The move by the ECB reinforced expectations global central banks will continue to take actions to buoy struggling economies worldwide
"The ECB has indicated they were tied to interest rates already in prior meetings, focusing on price stability, and as price stability deteriorated that warranted an interest rate cut," said Anastasia Amoroso, Global Market Strategist at J.P. Morgan Funds in New York.
"There was a clear indicator that pushed them to make the decision, which is the deterioration in core inflation, and in a way they had no choice but to show to the market their credibility by providing support to the economy."
Investors will also brace for the market debut of Twitter Inc. It priced its initial public offering above the expected range at $26 per share to raise at least $1.8 billion, a sign of strong investor demand for the most highly anticipated U.S. public float since Facebook Inc.
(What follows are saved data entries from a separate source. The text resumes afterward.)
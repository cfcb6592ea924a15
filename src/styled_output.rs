//! Styled output formatting for hostscan using anstyle.
//!
//! Renders a `ScanResult` as a colored terminal report. Colors are disabled
//! automatically when stdout is not a terminal or `NO_COLOR` is set.

use anstyle::{AnsiColor, Color, Style};
use std::fmt::Write;
use std::io::{self, Write as IoWrite};

use crate::report::ScanResult;
use crate::risk::RiskLevel;

/// Style definitions for different UI elements
pub struct Styles {
    pub header: Style,
    pub label: Style,
    pub muted: Style,
    pub bold: Style,
    pub ip: Style,
    pub port: Style,
    pub vuln: Style,
    pub risk_low: Style,
    pub risk_medium: Style,
    pub risk_high: Style,
    pub risk_critical: Style,
}

impl Default for Styles {
    fn default() -> Self {
        Self {
            header: Style::new()
                .bold()
                .fg_color(Some(Color::Ansi(AnsiColor::Blue))),
            label: Style::new()
                .bold()
                .fg_color(Some(Color::Ansi(AnsiColor::Cyan))),
            muted: Style::new().fg_color(Some(Color::Ansi(AnsiColor::BrightBlack))),
            bold: Style::new().bold(),
            ip: Style::new()
                .bold()
                .fg_color(Some(Color::Ansi(AnsiColor::Magenta))),
            port: Style::new().fg_color(Some(Color::Ansi(AnsiColor::Yellow))),
            vuln: Style::new().fg_color(Some(Color::Ansi(AnsiColor::Red))),
            risk_low: Style::new()
                .bold()
                .fg_color(Some(Color::Ansi(AnsiColor::Green))),
            risk_medium: Style::new()
                .bold()
                .fg_color(Some(Color::Ansi(AnsiColor::Yellow))),
            risk_high: Style::new()
                .bold()
                .fg_color(Some(Color::Ansi(AnsiColor::Red))),
            risk_critical: Style::new()
                .bold()
                .underline()
                .fg_color(Some(Color::Ansi(AnsiColor::BrightRed))),
        }
    }
}

/// Styled output formatter for scan results
pub struct StyledFormatter {
    styles: Styles,
    use_colors: bool,
}

impl StyledFormatter {
    /// Create a new styled formatter
    pub fn new() -> Self {
        Self {
            styles: Styles::default(),
            use_colors: Self::should_use_colors(),
        }
    }

    /// Create a formatter without colors (for non-interactive use)
    pub fn without_colors() -> Self {
        Self {
            styles: Styles::default(),
            use_colors: false,
        }
    }

    /// Determine if colors should be used based on environment
    fn should_use_colors() -> bool {
        atty::is(atty::Stream::Stdout) && std::env::var("NO_COLOR").is_err()
    }

    /// Apply style to text if colors are enabled
    fn styled(&self, text: &str, style: &Style) -> String {
        if self.use_colors {
            format!("{}{}{}", style.render(), text, style.render_reset())
        } else {
            text.to_string()
        }
    }

    fn risk_style(&self, level: RiskLevel) -> &Style {
        match level {
            RiskLevel::Low => &self.styles.risk_low,
            RiskLevel::Medium => &self.styles.risk_medium,
            RiskLevel::High => &self.styles.risk_high,
            RiskLevel::Critical => &self.styles.risk_critical,
        }
    }

    /// Format a scan result as a multi-section report
    pub fn format_scan(&self, result: &ScanResult) -> Result<String, std::fmt::Error> {
        let mut output = String::new();

        self.write_header(&mut output, result)?;
        self.write_exposure(&mut output, result)?;
        self.write_vulnerabilities(&mut output, result)?;
        self.write_footer(&mut output, result)?;

        Ok(output)
    }

    fn rule(&self) -> String {
        self.styled(
            "━━━━━━━━━━━━━━━━━━━━━━━━━━━━━━━━━━━━━━━━━━━━━━━━━━━━━━━━━━━━━━━━━━━━━━━━━━━━━━",
            &self.styles.muted,
        )
    }

    fn write_header(&self, output: &mut String, result: &ScanResult) -> std::fmt::Result {
        writeln!(output)?;
        writeln!(output, "{}", self.rule())?;
        writeln!(
            output,
            "  {} {}",
            self.styled("🛡️ Security Posture for", &self.styles.header),
            self.styled(result.ip(), &self.styles.ip)
        )?;
        writeln!(
            output,
            "  ⚠️ Risk Level: {}",
            self.styled(result.risk_level().as_str(), self.risk_style(result.risk_level()))
        )?;
        writeln!(output, "{}", self.rule())?;
        Ok(())
    }

    fn write_exposure(&self, output: &mut String, result: &ScanResult) -> std::fmt::Result {
        writeln!(output)?;
        if !result.hostnames().is_empty() {
            writeln!(
                output,
                "  {} {}",
                self.styled("🌍 Hostnames:", &self.styles.label),
                self.styled(&result.hostnames().join(", "), &self.styles.bold)
            )?;
        }

        if result.ports().is_empty() {
            writeln!(
                output,
                "  {} {}",
                self.styled("📡 Open Ports:", &self.styles.label),
                self.styled("none reported", &self.styles.muted)
            )?;
        } else {
            let ports: Vec<String> = result
                .ports()
                .iter()
                .map(|p| self.styled(&p.to_string(), &self.styles.port))
                .collect();
            writeln!(
                output,
                "  {} {} ({})",
                self.styled("📡 Open Ports:", &self.styles.label),
                ports.join(", "),
                result.ports().len()
            )?;
        }

        if !result.cpes().is_empty() {
            writeln!(output, "  {}", self.styled("🧩 CPE:", &self.styles.label))?;
            for cpe in result.cpes() {
                writeln!(output, "     • {}", cpe)?;
            }
        }

        if !result.tags().is_empty() {
            writeln!(
                output,
                "  {} {}",
                self.styled("🏷️ Tags:", &self.styles.label),
                result.tags().join(", ")
            )?;
        }
        Ok(())
    }

    fn write_vulnerabilities(&self, output: &mut String, result: &ScanResult) -> std::fmt::Result {
        writeln!(output)?;
        if result.vulns().is_empty() {
            writeln!(
                output,
                "  {} {}",
                self.styled("🔐 Vulnerabilities:", &self.styles.label),
                self.styled("No known security flaws detected", &self.styles.risk_low)
            )?;
            return Ok(());
        }

        writeln!(
            output,
            "  {} {}",
            self.styled("🔐 Vulnerabilities:", &self.styles.label),
            self.styled(
                &format!("{} known CVE(s)", result.vulns().len()),
                &self.styles.bold
            )
        )?;
        for cve in result.vulns() {
            writeln!(output, "     • {}", self.styled(cve, &self.styles.vuln))?;
        }
        Ok(())
    }

    fn write_footer(&self, output: &mut String, _result: &ScanResult) -> std::fmt::Result {
        writeln!(output)?;
        writeln!(output, "{}", self.rule())?;
        writeln!(
            output,
            "  {}",
            self.styled(
                &format!(
                    "Scanned at {} · data is passive intelligence, no probes were sent",
                    chrono::Utc::now().to_rfc3339_opts(chrono::SecondsFormat::Secs, true)
                ),
                &self.styles.muted
            )
        )?;
        Ok(())
    }

    /// Print a scan result to stdout
    pub fn print_scan(&self, result: &ScanResult) -> Result<(), Box<dyn std::error::Error>> {
        let output = self.format_scan(result)?;
        let mut stdout = io::stdout().lock();
        stdout.write_all(output.as_bytes())?;
        stdout.flush()?;
        Ok(())
    }
}

impl Default for StyledFormatter {
    fn default() -> Self {
        Self::new()
    }
}
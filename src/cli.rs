use std::path::PathBuf;

use clap::{Parser, ValueEnum};

use crate::config::ResolverBackend;

/// Command-line interface definition.
///
/// Verbosity levels:
/// 0 - errors only
/// 1 - warnings (default)
/// 2 - info
/// 3 - debug (pipeline stages, status codes)
/// 4+ - trace
#[derive(Parser, Debug, Clone)]
#[command(
    author,
    version,
    about = "Resolve an IP or domain, fetch passive host intelligence and rate its exposure risk"
)]
pub struct Cli {
    /// Target IPv4 address or domain (e.g. 8.8.8.8 or example.com)
    #[arg(required_unless_present = "generate_schema")]
    pub target: Option<String>,

    /// Output format
    #[arg(long, value_enum, default_value_t = OutputFormat::Text)]
    pub format: OutputFormat,

    /// Print the plain summary instead of the styled report
    #[arg(long)]
    pub plain: bool,

    /// Disable colored output
    #[arg(long)]
    pub no_color: bool,

    /// Verbosity level (0-4)
    #[arg(long, default_value_t = 1)]
    pub verbose: u8,

    /// Also write the result to FILE (.json, .yaml/.yml, anything else is plain text)
    #[arg(long, short = 'o', value_name = "FILE")]
    pub output: Option<PathBuf>,

    /// Ask the assistant a question about the scan result
    #[arg(long, value_name = "QUESTION")]
    pub ask: Option<String>,

    /// Backend used to resolve domain targets
    #[arg(long, value_enum)]
    pub resolver: Option<ResolverArg>,

    /// Enrichment timeout in seconds
    #[arg(long, value_name = "SECS")]
    pub timeout: Option<u64>,

    /// Override the host intelligence base URL
    #[arg(long, value_name = "URL", hide = true)]
    pub intel_url: Option<String>,

    /// Override the DNS-over-HTTPS endpoint
    #[arg(long, value_name = "URL", hide = true)]
    pub dns_url: Option<String>,

    /// Print the JSON schema of the result document and exit
    #[arg(long)]
    pub generate_schema: bool,
}

/// Rendering of the scan result on stdout.
#[derive(Debug, Clone, Copy, PartialEq, Eq, ValueEnum)]
pub enum OutputFormat {
    Text,
    Json,
    Yaml,
}

#[derive(Debug, Clone, Copy, PartialEq, Eq, ValueEnum)]
pub enum ResolverArg {
    Doh,
    System,
}

impl From<ResolverArg> for ResolverBackend {
    fn from(arg: ResolverArg) -> Self {
        match arg {
            ResolverArg::Doh => ResolverBackend::Doh,
            ResolverArg::System => ResolverBackend::System,
        }
    }
}

impl Cli {
    /// Parse CLI arguments from process args.
    pub fn from_args() -> Self {
        Self::parse()
    }

    /// Default tracing filter directive for the chosen verbosity.
    pub fn log_filter(&self) -> &'static str {
        match self.verbose {
            0 => "error",
            1 => "warn",
            2 => "info",
            3 => "hostscan=debug,warn",
            _ => "hostscan=trace,info",
        }
    }

    pub fn is_structured_output(&self) -> bool {
        matches!(self.format, OutputFormat::Json | OutputFormat::Yaml)
    }

    /// Styled output only for interactive text mode.
    pub fn should_use_styling(&self) -> bool {
        !self.plain && !self.is_structured_output()
    }
}
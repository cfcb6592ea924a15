//! Integration tests for hostscan.
//!
//! The pipeline runs against `wiremock` stand-ins for the DNS-over-HTTPS
//! and host intelligence services, so no external network is touched.
//! Binary tests only exercise paths that fail before any network call.

use std::path::PathBuf;
use std::process::Command;
use std::str;
use std::time::Duration;

use hostscan::assistant::ChatCompletionsClient;
use hostscan::config::AssistantConfig;
use hostscan::{
    ChatMessage, Config, EnrichmentRecord, ResolvedHost, RiskLevel, ScanError, ScanResult,
    Scanner, ask_about_scan, classify_risk, compose,
};
use serde_json::json;
use wiremock::matchers::{header, header_exists, method, path, query_param};
use wiremock::{Mock, MockServer, ResponseTemplate};

/// Helper to get the path to the compiled binary
fn get_binary_path() -> PathBuf {
    let mut path = std::env::current_exe().unwrap();
    path.pop();
    if path.ends_with("deps") {
        path.pop();
    }
    path.push("hostscan");
    path
}

/// Scanner pointed at the mock servers with a short enrichment timeout.
fn scanner_for(dns: &MockServer, intel: &MockServer, timeout: Duration) -> Scanner {
    let mut config = Config::default();
    config.endpoints.dns_url = format!("{}/resolve", dns.uri());
    config.endpoints.intel_url = intel.uri();
    config.network.enrichment_timeout = timeout;
    config.network.dns_timeout = Duration::from_secs(2);
    Scanner::from_config(&config).unwrap()
}

async fn mount_intel(server: &MockServer, ip: &str, body: serde_json::Value) {
    Mock::given(method("GET"))
        .and(path(format!("/{ip}")))
        .respond_with(ResponseTemplate::new(200).set_body_json(body))
        .mount(server)
        .await;
}

/// Scenario A: literal IP, two ports, no vulns.
#[tokio::test]
async fn test_ip_literal_low_risk() {
    let dns = MockServer::start().await;
    let intel = MockServer::start().await;
    mount_intel(&intel, "8.8.8.8", json!({"ip": "8.8.8.8", "ports": [53, 443], "vulns": []})).await;

    Mock::given(method("GET"))
        .respond_with(ResponseTemplate::new(500))
        .expect(0)
        .mount(&dns)
        .await;

    let scanner = scanner_for(&dns, &intel, Duration::from_secs(5));
    let result = scanner.run_scan("8.8.8.8").await.unwrap();

    assert_eq!(result.ip(), "8.8.8.8");
    assert_eq!(result.ports(), &[53, 443]);
    assert_eq!(result.risk_level(), RiskLevel::Low);
    assert!(
        result
            .summary()
            .contains("🔐 Vulnerabilities (CVEs): No known security flaws detected")
    );
    assert!(result.summary().ends_with("⚠️ Risk Level: Low"));
}

/// Scenario B: 12 ports and one vuln is High.
#[tokio::test]
async fn test_many_ports_high_risk() {
    let dns = MockServer::start().await;
    let intel = MockServer::start().await;
    let ports: Vec<u16> = (1..=12).collect();
    mount_intel(&intel, "1.1.1.1", json!({"ports": ports, "vulns": ["CVE-1"]})).await;

    let scanner = scanner_for(&dns, &intel, Duration::from_secs(5));
    let result = scanner.run_scan("1.1.1.1").await.unwrap();
    assert_eq!(result.risk_level(), RiskLevel::High);
    assert!(result.summary().contains("1 security flaws found - CVE-1"));
}

/// Scenario C: ten vulns and no ports is Critical.
#[tokio::test]
async fn test_many_vulns_critical_risk() {
    let dns = MockServer::start().await;
    let intel = MockServer::start().await;
    let vulns: Vec<String> = (0..10).map(|i| format!("CVE-2023-{i:04}")).collect();
    mount_intel(&intel, "9.9.9.9", json!({"ip": "9.9.9.9", "ports": [], "vulns": vulns})).await;

    let scanner = scanner_for(&dns, &intel, Duration::from_secs(5));
    let result = scanner.run_scan("9.9.9.9").await.unwrap();
    assert_eq!(result.risk_level(), RiskLevel::Critical);
    assert!(result.ports().is_empty());
    assert!(result.summary().contains("(+7 more)"));
}

/// Scenario D: 404 from the intelligence source is an empty, Low result.
#[tokio::test]
async fn test_not_found_is_empty_result() {
    let dns = MockServer::start().await;
    let intel = MockServer::start().await;
    Mock::given(method("GET"))
        .and(path("/1.2.3.4"))
        .respond_with(
            ResponseTemplate::new(404).set_body_json(json!({"detail": "No information available"})),
        )
        .mount(&intel)
        .await;

    let scanner = scanner_for(&dns, &intel, Duration::from_secs(5));
    let result = scanner.run_scan("1.2.3.4").await.unwrap();
    assert_eq!(result.ip(), "1.2.3.4");
    assert!(result.ports().is_empty());
    assert!(result.vulns().is_empty());
    assert!(result.cpes().is_empty());
    assert!(result.hostnames().is_empty());
    assert!(result.tags().is_empty());
    assert_eq!(result.risk_level(), RiskLevel::Low);
}

/// Scenario E: a domain with zero answers fails resolution, naming the domain.
#[tokio::test]
async fn test_domain_without_answers_fails_resolution() {
    let dns = MockServer::start().await;
    let intel = MockServer::start().await;
    Mock::given(method("GET"))
        .and(path("/resolve"))
        .and(query_param("name", "nonexistent.invalid"))
        .and(query_param("type", "A"))
        .respond_with(ResponseTemplate::new(200).set_body_json(json!({"Status": 3})))
        .expect(1)
        .mount(&dns)
        .await;

    let scanner = scanner_for(&dns, &intel, Duration::from_secs(5));
    let err = scanner.run_scan("nonexistent.invalid").await.unwrap_err();
    match &err {
        ScanError::ResolutionFailed { target, .. } => assert_eq!(target, "nonexistent.invalid"),
        other => panic!("unexpected: {other:?}"),
    }
    assert!(err.to_string().contains("nonexistent.invalid"));
}

/// Scenario F: enrichment slower than the timeout is UpstreamUnavailable.
#[tokio::test]
async fn test_enrichment_timeout_is_unavailable() {
    let dns = MockServer::start().await;
    let intel = MockServer::start().await;
    Mock::given(method("GET"))
        .and(path("/5.5.5.5"))
        .respond_with(
            ResponseTemplate::new(200)
                .set_body_json(json!({"ports": [80]}))
                .set_delay(Duration::from_secs(3)),
        )
        .mount(&intel)
        .await;

    let scanner = scanner_for(&dns, &intel, Duration::from_millis(200));
    match scanner.run_scan("5.5.5.5").await {
        Err(e @ ScanError::UpstreamUnavailable { .. }) => assert!(e.is_retryable()),
        other => panic!("unexpected: {other:?}"),
    }
}

/// Domain targets resolve through DoH and enrich the first A record.
#[tokio::test]
async fn test_domain_resolves_then_enriches() {
    let dns = MockServer::start().await;
    let intel = MockServer::start().await;
    Mock::given(method("GET"))
        .and(path("/resolve"))
        .and(query_param("name", "example.com"))
        .respond_with(ResponseTemplate::new(200).set_body_json(json!({
            "Status": 0,
            "Answer": [
                {"name": "example.com.", "type": 1, "TTL": 300, "data": "93.184.216.34"},
                {"name": "example.com.", "type": 1, "TTL": 300, "data": "93.184.216.35"}
            ]
        })))
        .mount(&dns)
        .await;
    Mock::given(method("GET"))
        .and(path("/93.184.216.34"))
        .and(header_exists("user-agent"))
        .respond_with(ResponseTemplate::new(200).set_body_json(json!({
            "ip": "93.184.216.34",
            "ports": [80, 443],
            "hostnames": ["example.com"],
            "cpes": ["cpe:/a:apache:http_server"]
        })))
        .expect(1)
        .mount(&intel)
        .await;

    let scanner = scanner_for(&dns, &intel, Duration::from_secs(5));
    let result = scanner.run_scan(" Example.com ").await.unwrap();
    assert_eq!(result.ip(), "93.184.216.34");
    assert!(result.summary().contains("🌍 Hostnames: example.com"));
    assert!(result.summary().contains("🧩 CPE: cpe:/a:apache:http_server"));
}

/// DNS provider errors surface as ResolutionFailed.
#[tokio::test]
async fn test_dns_http_error_fails_resolution() {
    let dns = MockServer::start().await;
    let intel = MockServer::start().await;
    Mock::given(method("GET"))
        .and(path("/resolve"))
        .respond_with(ResponseTemplate::new(503))
        .mount(&dns)
        .await;

    let scanner = scanner_for(&dns, &intel, Duration::from_secs(5));
    assert!(matches!(
        scanner.run_scan("example.org").await,
        Err(ScanError::ResolutionFailed { .. })
    ));
}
Shares were last indicated to open between $45 and $46 per share.
"I've been concerned about revenues and the fact that one of the risks the company has pointed out that it may never make money," said Kim Forrest, senior equity research analyst, Fort Pitt Capital Group in Pittsburgh.
"This is not the kind of company, even if I hail from technology, that I am prepared to invest in or that I suggest anybody else ever invest in."
The Dow Jones industrial average fell 9.63 points or 0.06 percent, to 15,737.25, the S&P 500 lost 6.27 points or 0.35 percent, to 1,764.22 and the Nasdaq Composite dropped 39.061 points or 0.99 percent, to 3,892.885.
Economic data showed gross domestic product expanded at a 2.8 percent annual rate, the quickest pace since the third quarter of 2012, an acceleration from a 2.5 percent clip in the second quarter and above economists' expectations for a 2.0 percent rate.
Separately, weekly initial jobless claims fell 9,000 to a seasonally adjusted 336,000 last week, roughly in line with expectations of a drop to 335,000.
The GDP data, coupled with Friday's payrolls report, may give investors insight into how long the Fed may keep intact its $85 billion a month in bond purchases. The central bank's stimulus measures have been a key component of the 24.1 percent year-to-date gain in the S&P 500, putting the index on pace for its best yearly performance since 2003.
S&P 500 companies scheduled to report earnings after the close on Thursday include Dow component Walt Disney Co, Nvidia Corp and Priceline.com Inc.